[Stored items]
---+---

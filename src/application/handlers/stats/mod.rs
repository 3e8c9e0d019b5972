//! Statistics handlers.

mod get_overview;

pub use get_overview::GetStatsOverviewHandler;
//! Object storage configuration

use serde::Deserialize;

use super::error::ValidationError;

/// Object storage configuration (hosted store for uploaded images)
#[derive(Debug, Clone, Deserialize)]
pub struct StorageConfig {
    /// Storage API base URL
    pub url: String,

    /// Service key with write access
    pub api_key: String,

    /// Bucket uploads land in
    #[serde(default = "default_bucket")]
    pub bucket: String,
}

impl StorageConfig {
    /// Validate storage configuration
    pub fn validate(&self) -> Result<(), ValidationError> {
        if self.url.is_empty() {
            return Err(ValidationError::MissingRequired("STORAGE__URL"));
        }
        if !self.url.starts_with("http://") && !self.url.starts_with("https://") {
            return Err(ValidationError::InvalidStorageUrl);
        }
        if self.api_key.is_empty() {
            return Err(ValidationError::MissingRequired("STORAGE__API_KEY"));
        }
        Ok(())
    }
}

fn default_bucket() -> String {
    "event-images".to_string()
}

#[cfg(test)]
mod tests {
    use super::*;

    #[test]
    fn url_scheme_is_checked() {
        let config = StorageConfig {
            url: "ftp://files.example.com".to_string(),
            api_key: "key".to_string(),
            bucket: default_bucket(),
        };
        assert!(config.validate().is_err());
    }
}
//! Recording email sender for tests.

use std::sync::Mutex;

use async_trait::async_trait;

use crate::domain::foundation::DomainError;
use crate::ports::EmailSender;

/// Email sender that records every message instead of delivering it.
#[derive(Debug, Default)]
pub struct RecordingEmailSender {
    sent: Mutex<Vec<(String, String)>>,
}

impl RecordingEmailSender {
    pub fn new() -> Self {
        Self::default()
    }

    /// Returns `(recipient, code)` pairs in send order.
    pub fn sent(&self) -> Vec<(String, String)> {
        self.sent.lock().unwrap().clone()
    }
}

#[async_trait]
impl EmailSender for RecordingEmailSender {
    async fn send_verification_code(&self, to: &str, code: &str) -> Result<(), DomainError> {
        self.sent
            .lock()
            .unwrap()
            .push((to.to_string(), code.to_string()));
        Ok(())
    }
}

---+---

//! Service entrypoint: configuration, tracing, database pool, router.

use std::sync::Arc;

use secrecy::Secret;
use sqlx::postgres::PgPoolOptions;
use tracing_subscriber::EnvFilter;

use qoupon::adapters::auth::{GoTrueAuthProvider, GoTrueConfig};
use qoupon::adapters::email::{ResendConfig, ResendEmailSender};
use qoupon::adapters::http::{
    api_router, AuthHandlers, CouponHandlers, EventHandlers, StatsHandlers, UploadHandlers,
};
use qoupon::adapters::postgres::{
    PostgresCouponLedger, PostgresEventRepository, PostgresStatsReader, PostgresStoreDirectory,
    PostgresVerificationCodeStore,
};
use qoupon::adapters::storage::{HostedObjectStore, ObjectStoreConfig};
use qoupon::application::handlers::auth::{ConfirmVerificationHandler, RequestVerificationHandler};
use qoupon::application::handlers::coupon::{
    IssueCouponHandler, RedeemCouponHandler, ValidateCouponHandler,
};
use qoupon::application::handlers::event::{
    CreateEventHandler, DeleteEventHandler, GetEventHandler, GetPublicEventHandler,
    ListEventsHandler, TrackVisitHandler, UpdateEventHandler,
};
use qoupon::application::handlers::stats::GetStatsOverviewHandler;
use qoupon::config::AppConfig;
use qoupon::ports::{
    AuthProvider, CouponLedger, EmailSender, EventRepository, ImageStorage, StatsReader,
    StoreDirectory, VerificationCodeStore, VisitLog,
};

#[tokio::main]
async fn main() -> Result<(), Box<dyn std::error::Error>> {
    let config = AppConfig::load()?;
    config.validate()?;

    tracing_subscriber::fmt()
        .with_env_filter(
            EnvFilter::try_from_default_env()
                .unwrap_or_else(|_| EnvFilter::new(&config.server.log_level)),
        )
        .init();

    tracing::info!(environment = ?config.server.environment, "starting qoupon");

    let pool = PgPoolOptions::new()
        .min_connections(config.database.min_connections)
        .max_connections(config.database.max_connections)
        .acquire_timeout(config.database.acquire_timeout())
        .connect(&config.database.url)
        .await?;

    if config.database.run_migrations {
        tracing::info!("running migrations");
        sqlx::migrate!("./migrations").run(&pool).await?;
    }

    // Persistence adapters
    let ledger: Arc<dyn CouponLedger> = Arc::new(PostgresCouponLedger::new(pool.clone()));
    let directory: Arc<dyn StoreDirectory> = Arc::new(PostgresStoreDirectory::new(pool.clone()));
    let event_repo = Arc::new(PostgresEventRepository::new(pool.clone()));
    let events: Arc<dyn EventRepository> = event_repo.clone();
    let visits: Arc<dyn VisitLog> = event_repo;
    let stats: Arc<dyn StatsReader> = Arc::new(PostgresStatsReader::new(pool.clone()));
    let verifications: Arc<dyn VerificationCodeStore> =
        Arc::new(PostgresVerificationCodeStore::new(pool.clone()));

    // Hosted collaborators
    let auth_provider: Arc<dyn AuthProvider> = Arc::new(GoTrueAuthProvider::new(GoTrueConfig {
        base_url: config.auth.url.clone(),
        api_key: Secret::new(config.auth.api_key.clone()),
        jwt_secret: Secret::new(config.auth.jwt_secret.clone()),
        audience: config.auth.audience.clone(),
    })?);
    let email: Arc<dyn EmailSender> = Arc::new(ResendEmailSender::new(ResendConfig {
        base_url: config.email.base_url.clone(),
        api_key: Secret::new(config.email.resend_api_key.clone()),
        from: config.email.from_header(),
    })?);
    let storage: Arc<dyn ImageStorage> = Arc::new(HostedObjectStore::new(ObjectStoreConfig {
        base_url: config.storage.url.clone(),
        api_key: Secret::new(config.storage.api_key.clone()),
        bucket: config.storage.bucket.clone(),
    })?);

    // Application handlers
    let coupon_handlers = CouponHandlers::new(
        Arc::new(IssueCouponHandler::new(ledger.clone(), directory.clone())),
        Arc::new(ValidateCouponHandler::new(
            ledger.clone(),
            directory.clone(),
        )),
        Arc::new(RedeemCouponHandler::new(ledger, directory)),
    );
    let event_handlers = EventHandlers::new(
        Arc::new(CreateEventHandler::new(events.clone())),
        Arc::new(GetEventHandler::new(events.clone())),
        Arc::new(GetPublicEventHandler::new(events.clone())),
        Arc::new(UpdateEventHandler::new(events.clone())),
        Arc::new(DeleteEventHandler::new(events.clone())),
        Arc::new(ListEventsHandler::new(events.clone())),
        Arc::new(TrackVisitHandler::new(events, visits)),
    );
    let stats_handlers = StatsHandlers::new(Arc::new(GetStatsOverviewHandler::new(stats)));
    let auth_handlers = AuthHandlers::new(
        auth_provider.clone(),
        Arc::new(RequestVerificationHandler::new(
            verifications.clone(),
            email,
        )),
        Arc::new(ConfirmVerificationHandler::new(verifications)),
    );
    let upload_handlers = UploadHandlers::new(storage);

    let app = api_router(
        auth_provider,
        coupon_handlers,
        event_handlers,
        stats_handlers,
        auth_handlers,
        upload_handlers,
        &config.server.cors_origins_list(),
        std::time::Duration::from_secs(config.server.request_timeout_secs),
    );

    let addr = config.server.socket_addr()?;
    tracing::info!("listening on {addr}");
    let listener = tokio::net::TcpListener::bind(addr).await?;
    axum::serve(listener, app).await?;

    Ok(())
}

---+---

TASK TO COMPLETE: In which lines of the records does the word "PgPoolOptions" appear? Copy each of them.

ANSWER TO THIS EXERCISE:
use sqlx::postgres::PgPoolOptions;
    let pool = PgPoolOptions::new()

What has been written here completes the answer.